## Assignment
In the material below, find every line containing "Option" and copy that line.

## Entries provided

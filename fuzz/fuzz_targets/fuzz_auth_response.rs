#![no_main]

use bytes::Bytes;
use host_connect::protocol::handshake::AuthResponse;
use libfuzzer_sys::fuzz_target;

fuzz_target!(|data: &[u8]| {
    // Fuzz the auth response block parser
    if let Ok(response) = AuthResponse::parse(Bytes::copy_from_slice(data)) {
        // Anything that parses must re-encode and parse to the same value
        if let Ok(frame) = response.encode() {
            let reparsed = AuthResponse::parse(frame.slice(3..));
            assert_eq!(reparsed.ok(), Some(response));
        }
    }
});
//! In-memory [`ComputerStore`].
//!
//! Backs tests and single-process deployments. All state sits behind one
//! `RwLock`, so `persist_computer` is atomic: a failed call leaves nothing
//! behind.

use std::collections::{BTreeSet, HashMap};
use std::sync::atomic::{AtomicBool, Ordering};
use std::sync::{RwLock, RwLockReadGuard, RwLockWriteGuard};

use tracing::debug;

use super::{
    Computer, ComputerChange, ComputerId, ComputerStore, ComputerUpdate, GroupId, NewComputer,
};
use crate::error::{constants, ProtocolError, Result};

#[derive(Debug, Default)]
struct Inner {
    computers: HashMap<ComputerId, Computer>,
    by_public_key: HashMap<String, ComputerId>,
    memberships: HashMap<ComputerId, BTreeSet<GroupId>>,
    disconnect_stamps: HashMap<ComputerId, u32>,
    next_id: ComputerId,
}

impl Inner {
    fn insert(&mut self, new: &NewComputer) -> Result<Computer> {
        if self.by_public_key.contains_key(&new.public_key) {
            return Err(ProtocolError::Storage(
                constants::ERR_DUPLICATE_PUBLIC_KEY.into(),
            ));
        }
        self.next_id += 1;
        let computer = Computer {
            id: self.next_id,
            public_key: new.public_key.clone(),
            name: new.name.clone(),
            app_version: new.app_version.clone(),
            os_version: new.os_version.clone(),
            last_disconnect_ms: new.last_disconnect_ms,
        };
        self.by_public_key
            .insert(computer.public_key.clone(), computer.id);
        self.computers.insert(computer.id, computer.clone());
        Ok(computer)
    }

    fn update(&mut self, update: &ComputerUpdate) -> Result<Computer> {
        let computer = self
            .computers
            .get_mut(&update.id)
            .ok_or_else(|| ProtocolError::Storage(constants::ERR_UNKNOWN_COMPUTER.into()))?;
        computer.app_version = update.app_version.clone();
        computer.os_version = update.os_version.clone();
        Ok(computer.clone())
    }

    fn add_membership(&mut self, id: ComputerId, group_id: GroupId) -> Result<()> {
        if !self.computers.contains_key(&id) {
            return Err(ProtocolError::Storage(constants::ERR_UNKNOWN_COMPUTER.into()));
        }
        self.memberships.entry(id).or_default().insert(group_id);
        Ok(())
    }
}

/// Thread-safe in-memory computer store.
#[derive(Debug, Default)]
pub struct MemoryComputerStore {
    inner: RwLock<Inner>,
    fail_writes: AtomicBool,
}

impl MemoryComputerStore {
    pub fn new() -> Self {
        Self::default()
    }

    /// Make every subsequent write fail with a storage error.
    pub fn set_fail_writes(&self, fail: bool) {
        self.fail_writes.store(fail, Ordering::SeqCst);
    }

    fn read(&self) -> Result<RwLockReadGuard<'_, Inner>> {
        self.inner
            .read()
            .map_err(|_| ProtocolError::Storage(constants::ERR_STORE_LOCK_POISONED.into()))
    }

    fn write(&self) -> Result<RwLockWriteGuard<'_, Inner>> {
        if self.fail_writes.load(Ordering::SeqCst) {
            return Err(ProtocolError::Storage("writes disabled".into()));
        }
        self.inner
            .write()
            .map_err(|_| ProtocolError::Storage(constants::ERR_STORE_LOCK_POISONED.into()))
    }

    pub fn get(&self, id: ComputerId) -> Option<Computer> {
        self.read().ok()?.computers.get(&id).cloned()
    }

    pub fn len(&self) -> usize {
        self.read().map(|inner| inner.computers.len()).unwrap_or(0)
    }

    pub fn is_empty(&self) -> bool {
        self.len() == 0
    }

    pub fn groups_of(&self, id: ComputerId) -> Vec<GroupId> {
        self.read()
            .ok()
            .and_then(|inner| inner.memberships.get(&id).cloned())
            .map(|groups| groups.into_iter().collect())
            .unwrap_or_default()
    }

    /// How many times a disconnect was stamped for `id`.
    pub fn disconnect_count(&self, id: ComputerId) -> u32 {
        self.read()
            .ok()
            .and_then(|inner| inner.disconnect_stamps.get(&id).copied())
            .unwrap_or(0)
    }
}

impl ComputerStore for MemoryComputerStore {
    fn find_by_public_key(&self, public_key: &str) -> Result<Option<Computer>> {
        let inner = self.read()?;
        Ok(inner
            .by_public_key
            .get(public_key)
            .and_then(|id| inner.computers.get(id))
            .cloned())
    }

    fn insert_computer(&self, computer: &NewComputer) -> Result<Computer> {
        self.write()?.insert(computer)
    }

    fn update_computer(&self, update: &ComputerUpdate) -> Result<Computer> {
        self.write()?.update(update)
    }

    fn update_last_disconnect(&self, id: ComputerId, at_ms: u64) -> Result<()> {
        let mut inner = self.write()?;
        let computer = inner
            .computers
            .get_mut(&id)
            .ok_or_else(|| ProtocolError::Storage(constants::ERR_UNKNOWN_COMPUTER.into()))?;
        computer.last_disconnect_ms = at_ms;
        *inner.disconnect_stamps.entry(id).or_insert(0) += 1;
        debug!(computer_id = id, at_ms, "Stamped last disconnect");
        Ok(())
    }

    fn add_group_membership(&self, id: ComputerId, group_id: GroupId) -> Result<()> {
        self.write()?.add_membership(id, group_id)
    }

    fn persist_computer(&self, change: &ComputerChange, group_id: GroupId) -> Result<Computer> {
        let mut inner = self.write()?;
        // Validate before touching anything so a failure leaves no trace.
        if let ComputerChange::Update(update) = change {
            if !inner.computers.contains_key(&update.id) {
                return Err(ProtocolError::Storage(constants::ERR_UNKNOWN_COMPUTER.into()));
            }
        }
        let computer = match change {
            ComputerChange::Create(new) => inner.insert(new)?,
            ComputerChange::Update(update) => inner.update(update)?,
        };
        inner.add_membership(computer.id, group_id)?;
        Ok(computer)
    }
}

#[cfg(test)]
mod tests {
    use super::*;

    fn new_computer(key: &str, name: &str) -> NewComputer {
        NewComputer {
            public_key: key.into(),
            name: name.into(),
            app_version: "1.0".into(),
            os_version: "Linux".into(),
            last_disconnect_ms: 10,
        }
    }

    #[test]
    fn test_insert_assigns_sequential_ids() {
        let store = MemoryComputerStore::new();
        let a = store.insert_computer(&new_computer("ka", "A")).unwrap();
        let b = store.insert_computer(&new_computer("kb", "B")).unwrap();
        assert_eq!(a.id + 1, b.id);
        assert_eq!(store.find_by_public_key("kb").unwrap(), Some(b));
        assert_eq!(store.find_by_public_key("kc").unwrap(), None);
    }

    #[test]
    fn test_duplicate_public_key_rejected() {
        let store = MemoryComputerStore::new();
        store.insert_computer(&new_computer("ka", "A")).unwrap();
        assert!(store.insert_computer(&new_computer("ka", "B")).is_err());
        assert_eq!(store.len(), 1);
    }

    #[test]
    fn test_update_keeps_name() {
        let store = MemoryComputerStore::new();
        let a = store.insert_computer(&new_computer("ka", "A")).unwrap();
        let updated = store
            .update_computer(&ComputerUpdate {
                id: a.id,
                app_version: "2.0".into(),
                os_version: "Windows".into(),
            })
            .unwrap();
        assert_eq!(updated.name, "A");
        assert_eq!(updated.app_version, "2.0");
    }

    #[test]
    fn test_persist_is_all_or_nothing() {
        let store = MemoryComputerStore::new();
        let missing = ComputerChange::Update(ComputerUpdate {
            id: 42,
            app_version: "1".into(),
            os_version: "x".into(),
        });
        assert!(store.persist_computer(&missing, 2).is_err());
        assert!(store.groups_of(42).is_empty());

        store.set_fail_writes(true);
        let create = ComputerChange::Create(new_computer("ka", "A"));
        assert!(store.persist_computer(&create, 2).is_err());
        assert!(store.is_empty());

        store.set_fail_writes(false);
        let created = store.persist_computer(&create, 2).unwrap();
        assert_eq!(store.groups_of(created.id), vec![2]);
    }

    #[test]
    fn test_failed_create_adds_no_membership() {
        let store = MemoryComputerStore::new();
        let existing = store.insert_computer(&new_computer("ka", "A")).unwrap();

        let duplicate = ComputerChange::Create(new_computer("ka", "B"));
        assert!(store.persist_computer(&duplicate, 7).is_err());
        assert_eq!(store.len(), 1);
        assert!(store.groups_of(existing.id).is_empty());
        assert!(store.groups_of(existing.id + 1).is_empty());
    }

    #[test]
    fn test_disconnect_stamps_are_counted() {
        let store = MemoryComputerStore::new();
        let a = store.insert_computer(&new_computer("ka", "A")).unwrap();
        store.update_last_disconnect(a.id, 99).unwrap();
        store.update_last_disconnect(a.id, 100).unwrap();
        assert_eq!(store.disconnect_count(a.id), 2);
        assert_eq!(store.get(a.id).unwrap().last_disconnect_ms, 100);
    }
}
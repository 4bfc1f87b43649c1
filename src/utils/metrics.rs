//! Observability and Metrics
//!
//! Counters for connection, handshake and command-loop activity.
//!
//! Uses atomic counters for thread-safe metrics collection. A [`Metrics`]
//! instance is owned by the server context and shared with every handle.

use std::sync::atomic::{AtomicU64, Ordering};
use std::time::Instant;
use tracing::{debug, info};

/// Metrics collector for HostConnect operations
#[derive(Debug)]
pub struct Metrics {
    /// Total sockets accepted
    pub connections_total: AtomicU64,
    /// Sockets currently being served
    pub connections_active: AtomicU64,
    /// Sockets refused because the connection limit was reached
    pub connections_refused: AtomicU64,
    /// Total handshake attempts
    pub handshakes_total: AtomicU64,
    /// Successful handshakes
    pub handshakes_success: AtomicU64,
    /// Handshakes rejected with a named reason
    pub handshakes_rejected: AtomicU64,
    /// Handles evicted by a reconnect of the same computer
    pub evictions: AtomicU64,
    /// KeepAlive frames sent to hosts
    pub keepalives_sent: AtomicU64,
    /// KeepAlive frames received from hosts
    pub keepalives_received: AtomicU64,
    /// Hosts dropped by the dead-peer timeout
    pub keepalive_timeouts: AtomicU64,
    /// HostStatus frames received
    pub host_status_received: AtomicU64,
    /// HostStatus payload bytes received
    pub host_status_bytes: AtomicU64,
    /// Unknown opcodes answered with ErrorCommandCodeUnknown
    pub unknown_commands: AtomicU64,
    /// WebSocket proxy requests sent
    pub proxy_requests: AtomicU64,
    /// Transport-level failures after authentication
    pub connection_errors: AtomicU64,
    /// Protocol violations
    pub protocol_errors: AtomicU64,
    /// Start time for uptime calculation
    start_time: Instant,
}

impl Metrics {
    /// Create a new metrics collector
    pub fn new() -> Self {
        Self {
            connections_total: AtomicU64::new(0),
            connections_active: AtomicU64::new(0),
            connections_refused: AtomicU64::new(0),
            handshakes_total: AtomicU64::new(0),
            handshakes_success: AtomicU64::new(0),
            handshakes_rejected: AtomicU64::new(0),
            evictions: AtomicU64::new(0),
            keepalives_sent: AtomicU64::new(0),
            keepalives_received: AtomicU64::new(0),
            keepalive_timeouts: AtomicU64::new(0),
            host_status_received: AtomicU64::new(0),
            host_status_bytes: AtomicU64::new(0),
            unknown_commands: AtomicU64::new(0),
            proxy_requests: AtomicU64::new(0),
            connection_errors: AtomicU64::new(0),
            protocol_errors: AtomicU64::new(0),
            start_time: Instant::now(),
        }
    }

    /// Record a new connection
    pub fn connection_established(&self) {
        self.connections_total.fetch_add(1, Ordering::Relaxed);
        self.connections_active.fetch_add(1, Ordering::Relaxed);
    }

    /// Record a connection closed
    pub fn connection_closed(&self) {
        self.connections_active.fetch_sub(1, Ordering::Relaxed);
    }

    /// Record a connection refused at the limit
    pub fn connection_refused(&self) {
        self.connections_refused.fetch_add(1, Ordering::Relaxed);
    }

    pub fn handshake_attempt(&self) {
        self.handshakes_total.fetch_add(1, Ordering::Relaxed);
    }

    pub fn handshake_success(&self) {
        self.handshakes_success.fetch_add(1, Ordering::Relaxed);
    }

    pub fn handshake_rejected(&self) {
        self.handshakes_rejected.fetch_add(1, Ordering::Relaxed);
    }

    pub fn eviction(&self) {
        self.evictions.fetch_add(1, Ordering::Relaxed);
    }

    pub fn keepalive_sent(&self) {
        self.keepalives_sent.fetch_add(1, Ordering::Relaxed);
    }

    pub fn keepalive_received(&self) {
        self.keepalives_received.fetch_add(1, Ordering::Relaxed);
    }

    pub fn keepalive_timeout(&self) {
        self.keepalive_timeouts.fetch_add(1, Ordering::Relaxed);
    }

    /// Record a HostStatus frame and its payload size
    pub fn host_status(&self, byte_count: u64) {
        self.host_status_received.fetch_add(1, Ordering::Relaxed);
        self.host_status_bytes.fetch_add(byte_count, Ordering::Relaxed);
    }

    pub fn unknown_command(&self) {
        self.unknown_commands.fetch_add(1, Ordering::Relaxed);
    }

    pub fn proxy_request(&self) {
        self.proxy_requests.fetch_add(1, Ordering::Relaxed);
    }

    pub fn connection_error(&self) {
        self.connection_errors.fetch_add(1, Ordering::Relaxed);
    }

    pub fn protocol_error(&self) {
        self.protocol_errors.fetch_add(1, Ordering::Relaxed);
    }

    /// Get current metrics snapshot
    pub fn snapshot(&self) -> MetricsSnapshot {
        MetricsSnapshot {
            connections_total: self.connections_total.load(Ordering::Relaxed),
            connections_active: self.connections_active.load(Ordering::Relaxed),
            connections_refused: self.connections_refused.load(Ordering::Relaxed),
            handshakes_total: self.handshakes_total.load(Ordering::Relaxed),
            handshakes_success: self.handshakes_success.load(Ordering::Relaxed),
            handshakes_rejected: self.handshakes_rejected.load(Ordering::Relaxed),
            evictions: self.evictions.load(Ordering::Relaxed),
            keepalives_sent: self.keepalives_sent.load(Ordering::Relaxed),
            keepalives_received: self.keepalives_received.load(Ordering::Relaxed),
            keepalive_timeouts: self.keepalive_timeouts.load(Ordering::Relaxed),
            host_status_received: self.host_status_received.load(Ordering::Relaxed),
            host_status_bytes: self.host_status_bytes.load(Ordering::Relaxed),
            unknown_commands: self.unknown_commands.load(Ordering::Relaxed),
            proxy_requests: self.proxy_requests.load(Ordering::Relaxed),
            connection_errors: self.connection_errors.load(Ordering::Relaxed),
            protocol_errors: self.protocol_errors.load(Ordering::Relaxed),
            uptime_seconds: self.start_time.elapsed().as_secs(),
        }
    }

    /// Log current metrics
    pub fn log_metrics(&self) {
        let snapshot = self.snapshot();
        info!(
            connections_total = snapshot.connections_total,
            connections_active = snapshot.connections_active,
            connections_refused = snapshot.connections_refused,
            handshakes_total = snapshot.handshakes_total,
            handshakes_success = snapshot.handshakes_success,
            handshakes_rejected = snapshot.handshakes_rejected,
            evictions = snapshot.evictions,
            keepalives_sent = snapshot.keepalives_sent,
            keepalives_received = snapshot.keepalives_received,
            keepalive_timeouts = snapshot.keepalive_timeouts,
            host_status_received = snapshot.host_status_received,
            host_status_bytes = snapshot.host_status_bytes,
            unknown_commands = snapshot.unknown_commands,
            proxy_requests = snapshot.proxy_requests,
            connection_errors = snapshot.connection_errors,
            protocol_errors = snapshot.protocol_errors,
            uptime_seconds = snapshot.uptime_seconds,
            "HostConnect metrics snapshot"
        );
    }
}

impl Default for Metrics {
    fn default() -> Self {
        Self::new()
    }
}

/// Snapshot of metrics at a point in time
#[derive(Debug, Clone, Default, PartialEq, Eq)]
pub struct MetricsSnapshot {
    pub connections_total: u64,
    pub connections_active: u64,
    pub connections_refused: u64,
    pub handshakes_total: u64,
    pub handshakes_success: u64,
    pub handshakes_rejected: u64,
    pub evictions: u64,
    pub keepalives_sent: u64,
    pub keepalives_received: u64,
    pub keepalive_timeouts: u64,
    pub host_status_received: u64,
    pub host_status_bytes: u64,
    pub unknown_commands: u64,
    pub proxy_requests: u64,
    pub connection_errors: u64,
    pub protocol_errors: u64,
    pub uptime_seconds: u64,
}

/// Timer for measuring operation duration
pub struct Timer {
    start: Instant,
    operation: &'static str,
}

impl Timer {
    /// Start timing an operation
    pub fn start(operation: &'static str) -> Self {
        Self {
            start: Instant::now(),
            operation,
        }
    }
}

impl Drop for Timer {
    fn drop(&mut self) {
        let duration = self.start.elapsed();
        debug!(
            operation = self.operation,
            duration_ms = duration.as_millis(),
            "Operation completed"
        );
    }
}
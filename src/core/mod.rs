//! # Core Protocol Components
//!
//! Low-level field framing and wire opcodes.
//!
//! HostConnect has no outer packet envelope. Every frame is a one-byte
//! [`Command`](command::Command) followed by fields whose sizes are implied by
//! the opcode: single bytes, big-endian u16/u32 lengths, UTF-8 strings and
//! raw byte blocks.
//!
//! ## Components
//! - **Command**: opcode and authentication type enums
//! - **Frame**: timed readers/writers over split async streams, a frame
//!   builder and an in-memory block parser
//!
//! ## Wire Format
//! ```text
//! [Opcode(1)] [Field]...
//! Field := u8 | u16 BE | u32 BE | [Len(1|2)] [UTF-8 or raw bytes]
//! ```

pub mod command;
pub mod frame;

## Answer
    pub fn get(&self, id: ComputerId) -> Option<Computer> {
    fn find_by_public_key(&self, public_key: &str) -> Result<Option<Computer>> {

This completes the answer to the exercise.